Broder, like many in his field, think the Obama election happened in some weird vacuum that represented no shift in Americans' political thinking.

Reid thought that, too, and so did a lot of other people in Congress until the President did some decent explaining, the debate groaned on, and the public option concept grew clearer to the electorate.

The numbers don't lie. Reid can interpret them and feels safe in putting the idea forward.

But he needs some help, because oft-times, the peoples' will is thwarted.

Here's a petition asking Democratic leaders to strip any Senator supporting Republican filibuster efforts of their chairmanship.

highwayscribery calls it the "Lieberman Petition."

Here's Reid's petition asking you to help him out on the public option.

Here's former Secretary of Labor under Bill Clinton, Robert Reich asking you, via video, to call your representatives on behalf of the public option.
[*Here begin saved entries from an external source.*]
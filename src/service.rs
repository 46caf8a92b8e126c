//! Feed subscriptions on top of the object store.
//!
//! [`FeedService`] owns the rules that tie the pieces together: one feed per
//! URL, articles replaced atomically on refresh, and refreshes that fail one
//! feed at a time instead of all at once.

use futures::stream::{self, StreamExt};
use std::collections::HashSet;
use std::time::Duration;
use thiserror::Error;
use uuid::Uuid;

use crate::config::Config;
use crate::feed::{
    export_opml, normalize, parse_opml, reconcile_article_ids, FeedSource, FetchError,
    NormalizedFeed, OpmlError, OpmlOutline, RawFeed,
};
use crate::storage::{Article, Database, Feed, Folder, Index, StorageError, UNKNOWN_FEED_URL};
use crate::util::validate_feed_url;

const DEFAULT_MAX_CONCURRENT_REFRESHES: usize = 10;

// ============================================================================
// Errors
// ============================================================================

#[derive(Debug, Error)]
pub enum FeedError {
    #[error(transparent)]
    Storage(#[from] StorageError),

    #[error("Failed to fetch feed '{url}': {source}")]
    FetchFailed {
        url: String,
        #[source]
        source: FetchError,
    },

    #[error("A feed with URL '{0}' already exists")]
    DuplicateFeed(String),

    #[error(transparent)]
    Opml(#[from] OpmlError),

    #[error("Not supported: {0}")]
    Unsupported(&'static str),
}

// ============================================================================
// Options and Results
// ============================================================================

#[derive(Debug, Clone, PartialEq, Eq)]
pub struct ServiceOptions {
    /// Feeds fetched at the same time during [`FeedService::refresh_feeds`]
    pub max_concurrent_refreshes: usize,
    /// Upper bound on fetching a single feed
    pub refresh_deadline: Option<Duration>,
}

impl Default for ServiceOptions {
    fn default() -> Self {
        Self {
            max_concurrent_refreshes: DEFAULT_MAX_CONCURRENT_REFRESHES,
            refresh_deadline: None,
        }
    }
}

impl From<&Config> for ServiceOptions {
    fn from(config: &Config) -> Self {
        Self {
            max_concurrent_refreshes: config.max_concurrent_refreshes,
            refresh_deadline: config.refresh_deadline(),
        }
    }
}

/// Caller-chosen fields for a new subscription.
#[derive(Debug, Clone, Default, PartialEq, Eq)]
pub struct AddFeedOptions {
    pub name: Option<String>,
    pub folder_id: Option<String>,
}

#[derive(Debug, Clone, Copy, PartialEq, Eq)]
pub enum RefreshOutcome {
    /// The feed was re-synced; `new_articles` of `articles` were not stored before.
    Updated { articles: usize, new_articles: usize },
    /// The feed no longer exists. Nothing was written.
    Removed,
}

#[derive(Debug)]
pub struct RefreshResult {
    pub feed_id: String,
    pub url: String,
    pub result: Result<RefreshOutcome, FeedError>,
}

/// Settlement of every feed in a [`FeedService::refresh_feeds`] run, in
/// completion order.
#[derive(Debug, Default)]
pub struct RefreshReport {
    pub results: Vec<RefreshResult>,
}

impl RefreshReport {
    pub fn succeeded(&self) -> usize {
        self.results.iter().filter(|r| r.result.is_ok()).count()
    }

    pub fn failures(&self) -> impl Iterator<Item = &RefreshResult> {
        self.results.iter().filter(|r| r.result.is_err())
    }

    pub fn is_success(&self) -> bool {
        self.failures().next().is_none()
    }
}

#[derive(Debug, Default)]
pub struct ImportSummary {
    /// Feeds created by the import, in document order
    pub imported: Vec<Feed>,
    pub already_subscribed: usize,
    /// Outlines repeating a URL seen earlier in the same document
    pub duplicates: usize,
    /// Outlines whose URL was malformed or pointed at a local address
    pub invalid: usize,
}

// ============================================================================
// FeedService
// ============================================================================

/// Subscription management over a shared [`Database`] and a [`FeedSource`].
#[derive(Debug)]
pub struct FeedService<S> {
    db: Database,
    source: S,
    options: ServiceOptions,
}
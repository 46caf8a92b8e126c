use std::collections::HashMap;

use super::schema::Database;
use super::types::{Article, Feed, Index, StorageError};

impl Database {
    // ========================================================================
    // Feed Operations
    // ========================================================================

    /// Look up the subscription for `url` through the unique URL index.
    pub async fn get_feed_by_url(&self, url: &str) -> Result<Option<Feed>, StorageError> {
        self.get_by_index(Index::Url, url).await
    }

    pub async fn get_all_feeds(&self) -> Result<Vec<Feed>, StorageError> {
        self.get_all().await
    }

    /// Articles of `feed`, in the order listed by `feed.articles`.
    ///
    /// Ids listed on the feed without a stored article are skipped; stored
    /// articles the feed no longer lists are not returned.
    pub async fn articles_for_feed(&self, feed: &Feed) -> Result<Vec<Article>, StorageError> {
        let mut by_id: HashMap<String, Article> = self
            .get_all_by_index::<Article>(Index::FeedId, &feed.id)
            .await?
            .into_iter()
            .map(|article| (article.id.clone(), article))
            .collect();

        Ok(feed
            .articles
            .iter()
            .filter_map(|id| by_id.remove(id))
            .collect())
    }

    /// Delete a feed together with every article it owns, atomically.
    /// Returns the number of articles removed.
    pub async fn delete_feed(&self, feed_id: &str) -> Result<u64, StorageError> {
        let mut tx = self.begin().await?;
        let removed = tx.delete_by_index::<Article>(Index::FeedId, feed_id).await?;
        tx.delete::<Feed>(feed_id).await?;
        tx.commit().await?;
        Ok(removed)
    }

    /// Delete every feed and article, atomically.
    pub async fn delete_all_feeds(&self) -> Result<u64, StorageError> {
        let mut tx = self.begin().await?;
        tx.clear::<Article>().await?;
        let removed = tx.clear::<Feed>().await?;
        tx.commit().await?;
        Ok(removed)
    }
}
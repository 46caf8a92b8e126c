use super::schema::Database;
use super::types::{Feed, Folder, StorageError};

impl Database {
    // ========================================================================
    // Folder Operations
    // ========================================================================

    pub async fn get_all_folders(&self) -> Result<Vec<Folder>, StorageError> {
        self.get_all().await
    }

    /// Delete a folder and detach every feed that referenced it.
    ///
    /// Feeds are kept; their `folder_id` is cleared in the same transaction.
    /// Returns the number of feeds that were detached.
    pub async fn delete_folder(&self, folder_id: &str) -> Result<usize, StorageError> {
        let mut tx = self.begin().await?;

        // Write first so the transaction takes the write lock up front
        let removed = tx.delete::<Folder>(folder_id).await?;

        let mut detached = 0;
        for mut feed in tx.get_all::<Feed>().await? {
            if feed.folder_id.as_deref() == Some(folder_id) {
                feed.folder_id = None;
                tx.update(&feed).await?;
                detached += 1;
            }
        }

        tx.commit().await?;
        tracing::debug!(
            folder_id = %folder_id,
            removed = removed,
            detached = detached,
            "Deleted folder"
        );
        Ok(detached)
    }
}

#[cfg(test)]
mod tests {
    use crate::storage::{Database, Feed, Folder};

    async fn test_db() -> Database {
        let db = Database::in_memory();
        db.open().await.unwrap();
        db
    }

    fn feed_in(id: &str, folder: Option<&str>) -> Feed {
        let mut feed = Feed::new(id, format!("https://{}.example.com/rss", id));
        feed.folder_id = folder.map(str::to_owned);
        feed
    }

    #[tokio::test]
    async fn test_insert_update_and_list_folders() {
        let db = test_db().await;
        let mut folder = Folder {
            id: "d1".to_string(),
            name: Some("My Folder".to_string()),
        };
        db.insert(&folder).await.unwrap();

        folder.name = Some("Renamed".to_string());
        db.upsert(&folder).await.unwrap();

        let folders = db.get_all_folders().await.unwrap();
        assert_eq!(folders, vec![folder]);
    }

    #[tokio::test]
    async fn test_delete_folder_detaches_feeds() {
        let db = test_db().await;
        db.insert(&Folder {
            id: "tech".to_string(),
            name: Some("Tech".to_string()),
        })
        .await
        .unwrap();
        db.bulk_insert(&[
            feed_in("a", Some("tech")),
            feed_in("b", Some("other")),
            feed_in("c", None),
        ])
        .await
        .unwrap();

        assert_eq!(db.delete_folder("tech").await.unwrap(), 1);

        assert!(db.get_all_folders().await.unwrap().is_empty());
        let feeds = db.get_all_feeds().await.unwrap();
        assert_eq!(feeds.len(), 3, "feeds must survive folder deletion");
        assert_eq!(feeds[0].folder_id, None);
        assert_eq!(feeds[1].folder_id.as_deref(), Some("other"));
    }

    #[tokio::test]
    async fn test_delete_missing_folder_is_noop() {
        let db = test_db().await;
        assert_eq!(db.delete_folder("ghost").await.unwrap(), 0);
    }
}
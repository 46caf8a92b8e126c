use std::borrow::Cow;

/// Render an HTML fragment as a single line of plain text.
///
/// Tags (including `<script>`/`<style>` bodies) are dropped, the common
/// named entities and numeric character references are decoded, and runs of
/// whitespace collapse to one space. The result is trimmed.
pub fn html_to_snippet(html: &str) -> String {
    let text = strip_tags(html);
    let decoded = decode_entities(&text);
    decoded.split_whitespace().collect::<Vec<_>>().join(" ")
}

/// Remove markup, replacing each tag with a space so adjacent blocks do not
/// run together.
fn strip_tags(html: &str) -> Cow<'_, str> {
    if !html.contains('<') {
        return Cow::Borrowed(html);
    }

    let mut out = String::with_capacity(html.len());
    let mut rest = html;

    while let Some(open) = rest.find('<') {
        out.push_str(&rest[..open]);
        out.push(' ');
        let tag = &rest[open..];

        let Some(close) = tag.find('>') else {
            // Unterminated tag: drop the remainder
            rest = "";
            break;
        };

        let name = tag[1..close]
            .trim_start()
            .split(|c: char| c.is_whitespace() || c == '/' || c == '>')
            .next()
            .unwrap_or_default()
            .to_ascii_lowercase();
        rest = &tag[close + 1..];

        if name == "script" || name == "style" {
            let end_tag = format!("</{}", name);
            rest = match rest.to_ascii_lowercase().find(&end_tag) {
                Some(pos) => match rest[pos..].find('>') {
                    Some(gt) => &rest[pos + gt + 1..],
                    None => "",
                },
                None => "",
            };
        }
    }
    out.push_str(rest);

    Cow::Owned(out)
}

fn decode_entities(text: &str) -> Cow<'_, str> {
    if !text.contains('&') {
        return Cow::Borrowed(text);
    }

    let mut out = String::with_capacity(text.len());
    let mut rest = text;

    while let Some(amp) = rest.find('&') {
        out.push_str(&rest[..amp]);
        let candidate = &rest[amp..];

        // Entities are short; anything longer is a literal ampersand
        let decoded = candidate
            .char_indices()
            .take(12)
            .find(|(_, c)| *c == ';')
            .and_then(|(semi, _)| decode_entity(&candidate[1..semi]).map(|ch| (ch, semi)));

        match decoded {
            Some((ch, semi)) => {
                out.push(ch);
                rest = &candidate[semi + 1..];
            }
            None => {
                out.push('&');
                rest = &candidate[1..];
            }
        }
    }
    out.push_str(rest);

    Cow::Owned(out)
}

fn decode_entity(entity: &str) -> Option<char> {
    if let Some(num) = entity.strip_prefix('#') {
        let code = match num.strip_prefix(['x', 'X']) {
            Some(hex) => u32::from_str_radix(hex, 16).ok()?,
            None => num.parse().ok()?,
        };
        // Markup characters stay escaped so the output never contains tags
        return char::from_u32(code).filter(|c| *c != '<');
    }

    Some(match entity {
        "amp" => '&',
        "gt" => '>',
        "quot" => '"',
        "apos" => '\'',
        "nbsp" => ' ',
        "ndash" => '\u{2013}',
        "mdash" => '\u{2014}',
        "hellip" => '\u{2026}',
        "lsquo" => '\u{2018}',
        "rsquo" => '\u{2019}',
        "ldquo" => '\u{201c}',
        "rdquo" => '\u{201d}',
        _ => return None,
    })
}
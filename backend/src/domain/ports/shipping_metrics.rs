//! Domain port surface for quote request metrics.
//!
//! Handlers record through this port so the Prometheus exporter stays an
//! outbound concern and tests can run without a registry.

use std::fmt;
use std::time::Duration;

use async_trait::async_trait;

use super::define_port_error;

define_port_error! {
    /// Errors exposed when recording quote metrics.
    pub enum ShippingMetricsError {
        /// Metric exporter rejected the write.
        Export { message: String } =>
            "shipping metrics exporter failed: {message}",
    }
}

/// Reason label for failed quote requests.
#[derive(Debug, Clone, Copy, PartialEq, Eq, Hash)]
#[non_exhaustive]
pub enum ShippingErrorKind {
    /// The body was missing or was not valid JSON for the request shape.
    InvalidBody,
    /// A field failed validation.
    InvalidRequest,
}

impl ShippingErrorKind {
    /// Label value used by exporters.
    #[must_use]
    pub const fn as_label(self) -> &'static str {
        match self {
            Self::InvalidBody => "invalid_body",
            Self::InvalidRequest => "invalid_request",
        }
    }
}

impl fmt::Display for ShippingErrorKind {
    fn fmt(&self, f: &mut fmt::Formatter<'_>) -> fmt::Result {
        f.write_str(self.as_label())
    }
}

/// Metrics recording port for quote requests.
#[cfg_attr(test, mockall::automock)]
#[async_trait]
pub trait ShippingMetrics: Send + Sync {
    /// Count one incoming quote request, valid or not.
    async fn record_request(&self) -> Result<(), ShippingMetricsError>;

    /// Record the calculation time and quoted cost of a successful request.
    ///
    /// ```rust,ignore
    /// use std::time::Duration;
    /// use shipping_calculator::domain::ports::{NoOpShippingMetrics, ShippingMetrics};
    ///
    /// # async fn demo() {
    /// let metrics = NoOpShippingMetrics;
    /// let result = metrics
    ///     .record_success(Duration::from_millis(3), 1150.0)
    ///     .await;
    /// assert!(result.is_ok());
    /// # }
    /// ```
    async fn record_success(&self, duration: Duration, cost: f64)
    -> Result<(), ShippingMetricsError>;

    /// Count one failed request.
    async fn record_error(&self, kind: ShippingErrorKind) -> Result<(), ShippingMetricsError>;
}

/// No-op implementation used when metrics are disabled or in tests.
#[derive(Debug, Clone, Copy, Default)]
pub struct NoOpShippingMetrics;

#[async_trait]
impl ShippingMetrics for NoOpShippingMetrics {
    async fn record_request(&self) -> Result<(), ShippingMetricsError> {
        Ok(())
    }

    async fn record_success(
        &self,
        _duration: Duration,
        _cost: f64,
    ) -> Result<(), ShippingMetricsError> {
        Ok(())
    }

    async fn record_error(&self, _kind: ShippingErrorKind) -> Result<(), ShippingMetricsError> {
        Ok(())
    }
}
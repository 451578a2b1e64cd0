//! Shipping calculator library modules.

pub mod config;
pub mod doc;
pub mod domain;
pub mod inbound;
pub mod middleware;
pub mod outbound;

/// Public OpenAPI surface used by Swagger UI and tooling.
pub use doc::ApiDoc;
pub use domain::TraceId;
pub use middleware::Trace;
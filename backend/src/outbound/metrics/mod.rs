//! Outbound adapters for metrics exporting.
//!
//! This module provides Prometheus-backed implementations of domain metrics
//! ports. All adapters here are feature-gated behind the `metrics` feature.

mod prometheus_shipping;

pub use prometheus_shipping::PrometheusShippingMetrics;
Now, don't you feel better?

The "Times" ran an article on "Senate naysayer," John Cornyn (R-Okla.) who is hell bent on stopping health care reform, because of the "financial ruin" it represents.

The article says he has a big "No," sign behind his desk in the Hart Senate Building of which he is very proud. The reason why is a secret of Cornyn's own keeping, but highwayscribery is willing to bet his tightwad ways don't extend to arms purchases and war packages.

And we're betting a yahoo like Cornyn, effective as he may be in gumming up the legislative works, won't be able to stop this thing coming down the pike.

Once achieved, health care reform is going to make life with or without Anthem/BlueCross a lot easier for a lot of people.

All of which, dare we way, represents something of a pending victory for President Obama whose Paul Krugman noted, "The seemingly impossible dream of fundamental health care reform is just a few steps away from becoming reality, and each player has to decide whether he or she is going to help it across the finish line or stand in its way."

Wow.

Which brings us to that final phantom, the IRS.

If you follow American politics very closely, you might come away with an impression that President Obama is not faring well. That people like him, but not his policies. That Republicans are poised for a comeback. You might have been caught off guard by news that he'd won the Nobel Peace Prize and swayed by those who say he has accomplished naught to deserve it.

In an Op-ed piece penned by U2's Bono in the "New York Times" a short while back, the singer attempted to explain why Obama is beloved in Europe, where they lack an entire network dedicated to the daily trashing of his reputation.

Among these virtues are Obama’s commitment to the Millennium Development Goals of halving world poverty by 2015. Obama, Bono notes, was not around when the goals were set, “but he’s there now. Indeed he’s gone further -- all the way, in fact. Halve it, he says, then end it.”

Such policies, wrote Bono, “are why I believe Mr. Obama could well be a force for peace and prosperity, if the words signal action.”

This does not mean the specter of the Internal Revenue Service and the crushing penalties it has visited upon the scribe's family will suddenly evaporate. Even Obama can't do that.

But, we hope, it means that WHAT we give to the government will be spent less on institutionalized violence and more on the promotion of peace, human harmony, and the vision of our better angels abroad.

And that's change you can bank on.

1 comment:

Anonymous said...

Stop fighting the banks. Vote with your feet. Move all your money to a credit union. IF masses of people did this the banks would get the message. You'll get better service and better rates at a credit union because the members own it.